Up swing the oars—25 men, sometimes the whole population of an island, pull on the wooden handles together in time. The fastest crafts the world would see for another thousand years. Silence, the soft swish of the parting sea, the drip of the emerging oar. The stars wheel and wheel over an empty Earth, the morning of the world.

Soon other sounds, the plunge of other oars. Torches flare in dark groves, rushlight, the dance of shadows. Islands rise ahead. They are not going there. Pieces are breaking off of the night, more boats, they pour into the water, a tiny armada. Low, lower than the waves they crest with practiced hands. Each rearing wave forms a tunnel of night as it crashes down and lifts the boats of the first people.

No one speaks. All move together. The longboats, 15 of them now, surge towards the open sea.

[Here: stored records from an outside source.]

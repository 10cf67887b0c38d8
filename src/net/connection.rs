//! Connection manager for the session socket.
//!
//! DESIGN
//! ======
//! One background task owns the socket. Callers talk to it through a
//! cloneable [`ConnectionHandle`] (outbound commands) and read inbound text
//! plus lifecycle transitions from a single ordered event channel, so
//! messages and reconnects are observed in the order they happened.
//!
//! LIFECYCLE
//! =========
//! 1. `Connecting` → first attempt; the auth token rides in the URL query
//! 2. `Open` → retry counter reset, `Opened` emitted, text pumped both ways
//! 3. Unexpected close → `Dropped` emitted, `Reconnecting { attempt }` after a
//!    fixed delay, up to `max_retries` times
//! 4. Retries exhausted → `Failed` (terminal); explicit close → `Closed`
//!
//! Outbound commands issued while the socket is not open are dropped. The
//! owner resyncs on every `Opened`, and autosave is periodic, so nothing is
//! queued across an outage.

#[cfg(test)]
#[path = "connection_test.rs"]
mod connection_test;

use std::sync::Arc;
use std::time::Duration;

use async_trait::async_trait;
use futures_util::{SinkExt, StreamExt};
use reqwest::Url;
use tokio::net::TcpStream;
use tokio::sync::{mpsc, oneshot, watch};
use tokio::task::JoinHandle;
use tokio_tungstenite::tungstenite::Message;
use tokio_tungstenite::{MaybeTlsStream, WebSocketStream};
use tracing::{debug, error, info, warn};

use super::codec::{Command, encode_command};
use crate::config::SessionConfig;

#[derive(Debug, thiserror::Error)]
pub enum TransportError {
    #[error("invalid session url: {0}")]
    InvalidUrl(String),
    #[error("websocket error: {0}")]
    Ws(#[from] Box<tokio_tungstenite::tungstenite::Error>),
    #[error("connection closed")]
    Closed,
}

// =============================================================================
// TRANSPORT SEAM
// =============================================================================

/// An open bidirectional text socket.
#[async_trait]
pub trait Link: Send {
    async fn send_text(&mut self, text: String) -> Result<(), TransportError>;

    /// Next inbound text message. `None` once the peer has closed.
    ///
    /// Must be cancel safe: the connection task races it against outbound
    /// sends.
    async fn next_text(&mut self) -> Option<Result<String, TransportError>>;

    async fn close(&mut self);
}

/// Opens [`Link`]s. Implemented over tokio-tungstenite for production and by
/// channel-backed fakes in tests.
#[async_trait]
pub trait Connector: Send + Sync {
    async fn connect(&self, url: &Url) -> Result<Box<dyn Link>, TransportError>;
}

/// WebSocket connector backed by `tokio_tungstenite::connect_async`.
#[derive(Clone, Copy, Debug, Default)]
pub struct WsConnector;

#[async_trait]
impl Connector for WsConnector {
    async fn connect(&self, url: &Url) -> Result<Box<dyn Link>, TransportError> {
        let (stream, _) = tokio_tungstenite::connect_async(url.as_str())
            .await
            .map_err(|e| TransportError::Ws(Box::new(e)))?;
        Ok(Box::new(WsLink { stream }))
    }
}

struct WsLink {
    stream: WebSocketStream<MaybeTlsStream<TcpStream>>,
}

#[async_trait]
impl Link for WsLink {
    async fn send_text(&mut self, text: String) -> Result<(), TransportError> {
        self.stream
            .send(Message::Text(text.into()))
            .await
            .map_err(|e| TransportError::Ws(Box::new(e)))
    }

    async fn next_text(&mut self) -> Option<Result<String, TransportError>> {
        loop {
            match self.stream.next().await? {
                Ok(Message::Text(text)) => return Some(Ok(text.as_str().to_owned())),
                Ok(Message::Binary(bytes)) => match String::from_utf8(bytes.to_vec()) {
                    Ok(text) => return Some(Ok(text)),
                    Err(_) => debug!(len = bytes.len(), "ws: skipping non-utf8 binary message"),
                },
                Ok(Message::Close(_)) => return None,
                Ok(_) => {}
                Err(e) => return Some(Err(TransportError::Ws(Box::new(e)))),
            }
        }
    }

    async fn close(&mut self) {
        if let Err(e) = self.stream.close(None).await {
            debug!(error = %e, "ws: close handshake failed");
        }
    }
}

/// Build the per-session socket URL: `{base}/room/{name}/?token={token}`.
///
/// # Errors
///
/// Returns [`TransportError::InvalidUrl`] when `base` is not an absolute
/// hierarchical URL.
pub fn session_url(base: &str, room: &str, token: &str) -> Result<Url, TransportError> {
    let mut url = Url::parse(base).map_err(|e| TransportError::InvalidUrl(format!("{base}: {e}")))?;
    url.path_segments_mut()
        .map_err(|()| TransportError::InvalidUrl(base.to_owned()))?
        .pop_if_empty()
        .extend(["room", room, ""]);
    url.query_pairs_mut().append_pair("token", token);
    Ok(url)
}

// =============================================================================
// STATE / EVENTS
// =============================================================================

/// Lifecycle of the session socket as observed by the rest of the client.
#[derive(Clone, Copy, Debug, PartialEq, Eq)]
pub enum ConnectionState {
    Connecting,
    Open,
    /// Waiting to make retry number `attempt` (1-based).
    Reconnecting { attempt: u32 },
    /// Retries exhausted. Terminal.
    Failed,
    /// Closed on request. Terminal.
    Closed,
}

impl ConnectionState {
    #[must_use]
    pub fn is_terminal(self) -> bool {
        matches!(self, Self::Failed | Self::Closed)
    }
}

/// Ordered stream item from the connection task.
#[derive(Clone, Debug, PartialEq, Eq)]
pub enum ConnectionEvent {
    /// The socket (re)opened. Missed events are not replayed, so the owner
    /// must resync.
    Opened,
    /// Raw inbound text.
    Message(String),
    /// The socket closed unexpectedly; a retry is scheduled if any remain.
    Dropped,
    /// Retries exhausted.
    Failed,
}

/// Bounded fixed-interval retry schedule.
#[derive(Clone, Copy, Debug, PartialEq, Eq)]
pub struct RetryPolicy {
    /// Retries after the first failure before giving up.
    pub max_retries: u32,
    pub interval: Duration,
}

impl RetryPolicy {
    #[must_use]
    pub fn from_config(config: &SessionConfig) -> Self {
        Self { max_retries: config.reconnect_attempts, interval: config.reconnect_interval }
    }
}

impl Default for RetryPolicy {
    fn default() -> Self {
        Self::from_config(&SessionConfig::default())
    }
}

// =============================================================================
// HANDLE
// =============================================================================

/// Send side used by every component that issues commands.
#[async_trait]
pub trait CommandSink: Send + Sync {
    /// Fire and forget. Never fails; undeliverable commands are dropped.
    fn send(&self, command: Command);

    /// Send and wait until the command has been written to the socket.
    /// Returns `false` when it was dropped or `within` elapsed first.
    async fn send_confirmed(&self, command: Command, within: Duration) -> bool;
}

struct Outbound {
    text: String,
    ack: Option<oneshot::Sender<()>>,
}

/// Cloneable sender into the connection task.
#[derive(Clone, Debug)]
pub struct ConnectionHandle {
    outbound: mpsc::UnboundedSender<Outbound>,
    state: watch::Receiver<ConnectionState>,
}

impl std::fmt::Debug for Outbound {
    fn fmt(&self, f: &mut std::fmt::Formatter<'_>) -> std::fmt::Result {
        f.debug_struct("Outbound").field("len", &self.text.len()).finish()
    }
}

impl ConnectionHandle {
    #[must_use]
    pub fn state(&self) -> ConnectionState {
        *self.state.borrow()
    }

    /// Watch lifecycle transitions.
    #[must_use]
    pub fn subscribe(&self) -> watch::Receiver<ConnectionState> {
        self.state.clone()
    }

    fn push(&self, command: &Command, ack: Option<oneshot::Sender<()>>) {
        let outbound = Outbound { text: encode_command(command), ack };
        if self.outbound.send(outbound).is_err() {
            debug!(command = command.tag(), "connection task gone; dropping command");
        }
    }
}

#[async_trait]
impl CommandSink for ConnectionHandle {
    fn send(&self, command: Command) {
        self.push(&command, None);
    }

    async fn send_confirmed(&self, command: Command, within: Duration) -> bool {
        let (ack_tx, ack_rx) = oneshot::channel();
        self.push(&command, Some(ack_tx));
        matches!(tokio::time::timeout(within, ack_rx).await, Ok(Ok(())))
    }
}

// =============================================================================
// CONNECTION
// =============================================================================

/// Owner side of a running connection task.
#[derive(Debug)]
pub struct Connection {
    handle: ConnectionHandle,
    events: mpsc::UnboundedReceiver<ConnectionEvent>,
    shutdown: Option<oneshot::Sender<()>>,
    task: Option<JoinHandle<()>>,
}

impl Connection {
    #[must_use]
    pub fn handle(&self) -> ConnectionHandle {
        self.handle.clone()
    }

    #[must_use]
    pub fn state(&self) -> ConnectionState {
        self.handle.state()
    }

    /// Next lifecycle or message event. `None` once the task has exited.
    pub async fn next_event(&mut self) -> Option<ConnectionEvent> {
        self.events.recv().await
    }

    /// Close the socket and wait for the task to exit. Idempotent.
    pub async fn close(&mut self) {
        if let Some(shutdown) = self.shutdown.take() {
            if shutdown.send(()).is_err() {
                debug!("ws: connection task already gone");
            }
        }
        if let Some(task) = self.task.take() {
            if let Err(e) = task.await {
                warn!(error = %e, "connection task ended abnormally");
            }
        }
    }
}

/// Spawn the connection task and start connecting to `url`.
#[must_use]
pub fn spawn_connection(connector: Arc<dyn Connector>, url: Url, policy: RetryPolicy) -> Connection {
    let (outbound_tx, outbound_rx) = mpsc::unbounded_channel();
    let (events_tx, events_rx) = mpsc::unbounded_channel();
    let (state_tx, state_rx) = watch::channel(ConnectionState::Connecting);
    let (shutdown_tx, shutdown_rx) = oneshot::channel();

    let task = tokio::spawn(run_connection(
        connector,
        url,
        policy,
        outbound_rx,
        events_tx,
        state_tx,
        shutdown_rx,
    ));

    Connection {
        handle: ConnectionHandle { outbound: outbound_tx, state: state_rx },
        events: events_rx,
        shutdown: Some(shutdown_tx),
        task: Some(task),
    }
}

enum PumpExit {
    Dropped,
    Shutdown,
}

async fn run_connection(
    connector: Arc<dyn Connector>,
    url: Url,
    policy: RetryPolicy,
    mut outbound_rx: mpsc::UnboundedReceiver<Outbound>,
    events_tx: mpsc::UnboundedSender<ConnectionEvent>,
    state_tx: watch::Sender<ConnectionState>,
    mut shutdown: oneshot::Receiver<()>,
) {
    let path = url.path().to_owned();
    let mut failures: u32 = 0;

    loop {
        let attempt = tokio::select! {
            result = connector.connect(&url) => result,
            _ = &mut shutdown => break,
        };

        match attempt {
            Ok(mut link) => {
                failures = 0;
                drop_stale_outbound(&mut outbound_rx);
                state_tx.send_replace(ConnectionState::Open);
                info!(%path, "ws: connected");
                if events_tx.send(ConnectionEvent::Opened).is_err() {
                    link.close().await;
                    break;
                }

                match pump(link.as_mut(), &mut outbound_rx, &events_tx, &mut shutdown).await {
                    PumpExit::Shutdown => {
                        link.close().await;
                        break;
                    }
                    PumpExit::Dropped => {
                        warn!(%path, "ws: connection dropped");
                        if events_tx.send(ConnectionEvent::Dropped).is_err() {
                            debug!("ws: no owner listening for the drop");
                        }
                    }
                }
            }
            Err(e) => {
                warn!(%path, attempt = failures, error = %e, "ws: connect failed");
            }
        }

        if failures >= policy.max_retries {
            error!(%path, retries = policy.max_retries, "ws: reconnect attempts exhausted");
            state_tx.send_replace(ConnectionState::Failed);
            if events_tx.send(ConnectionEvent::Failed).is_err() {
                debug!("ws: no owner listening for the failure");
            }
            return;
        }

        failures += 1;
        state_tx.send_replace(ConnectionState::Reconnecting { attempt: failures });
        if !wait_before_retry(policy.interval, &mut outbound_rx, &mut shutdown).await {
            break;
        }
    }

    state_tx.send_replace(ConnectionState::Closed);
    info!(%path, "ws: closed");
}

/// Relay text until the socket drops or shutdown is requested.
async fn pump(
    link: &mut dyn Link,
    outbound_rx: &mut mpsc::UnboundedReceiver<Outbound>,
    events_tx: &mpsc::UnboundedSender<ConnectionEvent>,
    shutdown: &mut oneshot::Receiver<()>,
) -> PumpExit {
    loop {
        tokio::select! {
            _ = &mut *shutdown => return PumpExit::Shutdown,
            inbound = link.next_text() => match inbound {
                Some(Ok(text)) => {
                    if events_tx.send(ConnectionEvent::Message(text)).is_err() {
                        return PumpExit::Shutdown;
                    }
                }
                Some(Err(e)) => {
                    warn!(error = %e, "ws: receive failed");
                    return PumpExit::Dropped;
                }
                None => return PumpExit::Dropped,
            },
            outbound = outbound_rx.recv() => {
                let Some(Outbound { text, ack }) = outbound else {
                    return PumpExit::Shutdown;
                };
                if let Err(e) = link.send_text(text).await {
                    warn!(error = %e, "ws: send failed");
                    return PumpExit::Dropped;
                }
                if let Some(ack) = ack {
                    if ack.send(()).is_err() {
                        debug!("ws: confirmation arrived after the sender gave up");
                    }
                }
            }
        }
    }
}

/// Sleep for `interval`, dropping any commands issued meanwhile. Returns
/// `false` when shutdown was requested.
async fn wait_before_retry(
    interval: Duration,
    outbound_rx: &mut mpsc::UnboundedReceiver<Outbound>,
    shutdown: &mut oneshot::Receiver<()>,
) -> bool {
    let sleep = tokio::time::sleep(interval);
    tokio::pin!(sleep);
    loop {
        tokio::select! {
            () = &mut sleep => return true,
            _ = &mut *shutdown => return false,
            outbound = outbound_rx.recv() => match outbound {
                Some(_) => debug!("ws: not connected; dropping command"),
                None => return false,
            },
        }
    }
}

fn drop_stale_outbound(outbound_rx: &mut mpsc::UnboundedReceiver<Outbound>) {
    let mut dropped = 0_usize;
    while outbound_rx.try_recv().is_ok() {
        dropped += 1;
    }
    if dropped > 0 {
        debug!(dropped, "ws: dropped commands issued while not connected");
    }
}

Where are they going? They stop. They form a circle of boats, riding up and down on the waves. No more than 10 miles from land, but a long way for them. A single boat detaches from the circle, sails its way into the center, stops.

A man stands in the center of the boat, knees bent, balanced on the balls of his feet. He points to the heavens, and a shaft of grey appears across the eastern sky. No one moves but the stars, which begin to fade. It is dawn.

The chieftain raises his palm to the first people and draws a knife across it. Drops fall on the ocean, which begins to boil. The people watch impassive.

A ray of light climbs over the long sea horizon. The sea is frothing next to the chieftain’s boat. In the first rays of dawn, it bubbles black. The people make no sound. A black spot is spreading in the ocean, small, like a patch of bitumen, then wider. Wider. It is a circle now, and growing, waves are spreading from it, rocking the boats of the people. The sea is growing wild.

The chieftains leans from the side of his boat, over the dark water. He raises his hand to the East. Then, like a stone, he drops in.

The dark water closes over him—and disappears. The sun raises its head on a circle of canoes in the pristine blue waters of dawn. The people raise their oars and begin the journey home.